IT 223: Data Analysis
Winter 2006
Assignment 7
Due Friday
March 3 before 11:30pm by DL Web
Submission
Overview
For this week, you will be analyzing the performance of a file
compression application of your choice (e.g. WinZip, FastZip,
StuffitExpander). Using your own files, you will estimate the average reduction in file size (as a percentage) and provide a confidence interval for it.
Specifying your procedure and sample
You may choose the file compression application, but be sure you
specify what you choose to use.
You will need to create a sample of test files to generate your
results. Select files from your computer that you might use for
compression. For this assignment, you should obtain a sample size of
20. Make sure you specify how you chose your files. It won't be a
random sample, but it should at least be representative of the files
you work with.
For each file compression, determine the percent reduction in file
size. This can be calculated as 100 * (initialSize -
reducedSize) / initialSize.
Statistics
You may use SAS or Excel to help you create or determine the following:
- A frequency bar chart of your percent reduction data.
- The
average and standard deviation of the sample (percent reduction).
- The estimated mean (i.e. average) file reduction (as a
percentage). Note that this is the same as the average of the sample.
- Your calculation of a 95% confidence confidence interval of the
mean, using the standard deviation of the sample as an estimate for
the standard deviation of the population.

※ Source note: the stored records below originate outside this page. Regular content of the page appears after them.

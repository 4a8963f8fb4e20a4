//! FreeBSD `gpioths(4)` sensor backend.
//!
//! Each DHT sensor attached through `gpioths` appears under
//! `dev.gpioths.<n>`:
//!
//! ```text
//! dev.gpioths.0.%desc: DHT11/DHT22 Temperature and Humidity Sensor
//! dev.gpioths.0.%driver: gpioths
//! dev.gpioths.0.temperature: 21.5C
//! dev.gpioths.0.humidity: 40
//! ```
//!
//! The kernel stores temperature in decikelvin. Integer values read from the
//! temperature leaf are converted to Celsius.

use std::collections::BTreeMap;

use sysctl::{Ctl, CtlIter, CtlValue, Sysctl};

use homesens_types::{SensorInfo, SensorReading, decikelvin_to_celsius, parse_decimal};

use crate::error::{SensorError, SensorResult};
use crate::sensor::{assemble_reading, parse_gpioths_oid, require_sensor};
use crate::traits::SensorBackend;

const GPIOTHS_ROOT: &str = "dev.gpioths";

/// Sensor backend reading the `dev.gpioths` sysctl tree.
#[derive(Debug, Clone, Default)]
pub struct SysctlBackend;

impl SysctlBackend {
    pub fn new() -> Self {
        Self
    }

    fn read_leaf(&self, index: u32, leaf: &str, is_temperature: bool) -> SensorResult<f64> {
        let name = format!("{GPIOTHS_ROOT}.{index}.{leaf}");
        let read_error = |reason: String| SensorError::Read {
            index,
            leaf: leaf.to_string(),
            reason,
        };

        let value = Ctl::new(&name)
            .and_then(|ctl| ctl.value())
            .map_err(|e| read_error(format!("{name}: {e}")))?;

        let raw = match value {
            CtlValue::Temperature(t) => return Ok(f64::from(t.celsius())),
            CtlValue::Int(v) | CtlValue::S32(v) => i64::from(v),
            CtlValue::Uint(v) | CtlValue::U32(v) => i64::from(v),
            CtlValue::Long(v) | CtlValue::S64(v) => v,
            CtlValue::String(s) => {
                return parse_decimal(&s).map_err(|source| SensorError::InvalidValue {
                    index,
                    leaf: leaf.to_string(),
                    source,
                });
            }
            other => return Err(read_error(format!("unsupported value type {:?}", other))),
        };

        if is_temperature {
            Ok(decikelvin_to_celsius(raw))
        } else {
            Ok(raw as f64)
        }
    }
}

impl SensorBackend for SysctlBackend {
    fn list(&self) -> SensorResult<Vec<SensorInfo>> {
        let root = Ctl::new(GPIOTHS_ROOT).map_err(|e| {
            tracing::debug!("{GPIOTHS_ROOT}: {e}");
            SensorError::NoSensors
        })?;

        let mut sensors: BTreeMap<u32, SensorInfo> = BTreeMap::new();
        for ctl in CtlIter::below(root) {
            let ctl = ctl?;
            let name = ctl.name()?;
            let Some((index, leaf)) = parse_gpioths_oid(&name) else {
                continue;
            };
            let info = sensors.entry(index).or_insert_with(|| SensorInfo {
                index,
                driver: String::new(),
                description: String::new(),
            });
            match leaf {
                "%driver" => info.driver = ctl.value_string()?,
                "%desc" => info.description = ctl.value_string()?,
                _ => {}
            }
        }

        if sensors.is_empty() {
            return Err(SensorError::NoSensors);
        }
        Ok(sensors.into_values().collect())
    }

    fn read(
        &self,
        index: u32,
        temperature_leaf: &str,
        humidity_leaf: &str,
    ) -> SensorResult<SensorReading> {
        let sensors = self.list()?;
        require_sensor(&sensors, index)?;

        assemble_reading(
            index,
            temperature_leaf,
            humidity_leaf,
            self.read_leaf(index, temperature_leaf, true),
            self.read_leaf(index, humidity_leaf, false),
        )
    }
}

- The 95% confidence interval produced using statistical software.
- How does your calculated confidence interval differ from that
provided by statistical software? Explain the difference.
- A short written summary describing the distribution and the
estimated mean with the 95% confidence interval (created from statistical software).
Submission
Submit a one-document report that responds to the instructions.
Please use a word processor and show your work.
You report should include the following:
- Your method for collecting file reduction percentages.
- The answers and writings from the numbered points.
- A listing of the data values you collect (may be appended at the end of your report).